● Work task
Copy out the entries exactly. Print them in full.

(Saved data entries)
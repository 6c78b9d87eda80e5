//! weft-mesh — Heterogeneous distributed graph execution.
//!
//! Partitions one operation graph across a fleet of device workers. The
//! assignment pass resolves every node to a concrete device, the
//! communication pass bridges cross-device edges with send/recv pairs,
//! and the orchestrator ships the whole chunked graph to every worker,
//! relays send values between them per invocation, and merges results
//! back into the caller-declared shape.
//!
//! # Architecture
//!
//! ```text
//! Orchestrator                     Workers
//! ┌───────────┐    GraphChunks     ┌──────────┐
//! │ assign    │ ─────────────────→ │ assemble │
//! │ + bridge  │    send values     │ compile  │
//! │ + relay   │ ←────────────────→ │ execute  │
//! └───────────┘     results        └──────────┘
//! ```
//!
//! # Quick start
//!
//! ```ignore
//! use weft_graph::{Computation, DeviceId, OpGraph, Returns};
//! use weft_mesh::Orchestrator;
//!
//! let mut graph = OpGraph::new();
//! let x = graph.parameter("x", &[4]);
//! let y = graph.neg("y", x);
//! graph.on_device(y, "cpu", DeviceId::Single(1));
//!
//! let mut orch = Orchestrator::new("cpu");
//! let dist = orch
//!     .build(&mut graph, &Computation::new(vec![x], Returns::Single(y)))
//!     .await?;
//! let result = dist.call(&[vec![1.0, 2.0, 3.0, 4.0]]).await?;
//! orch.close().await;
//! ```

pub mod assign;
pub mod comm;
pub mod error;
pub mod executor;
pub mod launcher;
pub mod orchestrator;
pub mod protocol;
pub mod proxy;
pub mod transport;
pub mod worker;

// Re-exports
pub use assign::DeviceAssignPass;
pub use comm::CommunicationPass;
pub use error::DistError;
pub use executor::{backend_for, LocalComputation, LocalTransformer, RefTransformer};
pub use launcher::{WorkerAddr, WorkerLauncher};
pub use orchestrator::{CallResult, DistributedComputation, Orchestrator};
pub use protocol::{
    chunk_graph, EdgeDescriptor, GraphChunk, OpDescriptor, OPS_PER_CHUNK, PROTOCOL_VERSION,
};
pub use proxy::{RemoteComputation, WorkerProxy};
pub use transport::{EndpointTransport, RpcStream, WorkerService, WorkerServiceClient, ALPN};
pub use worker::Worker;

● Answer to this task
repository 6c78b9d87eda80e5
//! weft-mesh — Heterogeneous distributed graph execution.
//!
//! Partitions one operation graph across a fleet of device workers. The
//! assignment pass resolves every node to a concrete device, the
//! communication pass bridges cross-device edges with send/recv pairs,
//! and the orchestrator ships the whole chunked graph to every worker,
//! relays send values between them per invocation, and merges results
//! back into the caller-declared shape.
//!
//! # Architecture
//!
//! ```text
//! Orchestrator                     Workers
//! ┌───────────┐    GraphChunks     ┌──────────┐
//! │ assign    │ ─────────────────→ │ assemble │
//! │ + bridge  │    send values     │ compile  │
//! │ + relay   │ ←────────────────→ │ execute  │
//! └───────────┘     results        └──────────┘
//! ```
//!
//! # Quick start
//!
//! ```ignore
//! use weft_graph::{Computation, DeviceId, OpGraph, Returns};
//! use weft_mesh::Orchestrator;
//!
//! let mut graph = OpGraph::new();
//! let x = graph.parameter("x", &[4]);
//! let y = graph.neg("y", x);
//! graph.on_device(y, "cpu", DeviceId::Single(1));
//!
//! let mut orch = Orchestrator::new("cpu");
//! let dist = orch
//!     .build(&mut graph, &Computation::new(vec![x], Returns::Single(y)))
//!     .await?;
//! let result = dist.call(&[vec![1.0, 2.0, 3.0, 4.0]]).await?;
//! orch.close().await;
//! ```

pub mod assign;
pub mod comm;
pub mod error;
pub mod executor;
pub mod launcher;
pub mod orchestrator;
pub mod protocol;
pub mod proxy;
pub mod transport;
pub mod worker;

// Re-exports
pub use assign::DeviceAssignPass;
pub use comm::CommunicationPass;
pub use error::DistError;
pub use executor::{backend_for, LocalComputation, LocalTransformer, RefTransformer};
pub use launcher::{WorkerAddr, WorkerLauncher};
pub use orchestrator::{CallResult, DistributedComputation, Orchestrator};
pub use protocol::{
    chunk_graph, EdgeDescriptor, GraphChunk, OpDescriptor, OPS_PER_CHUNK, PROTOCOL_VERSION,
};
pub use proxy::{RemoteComputation, WorkerProxy};
pub use transport::{EndpointTransport, RpcStream, WorkerService, WorkerServiceClient, ALPN};
pub use worker::Worker;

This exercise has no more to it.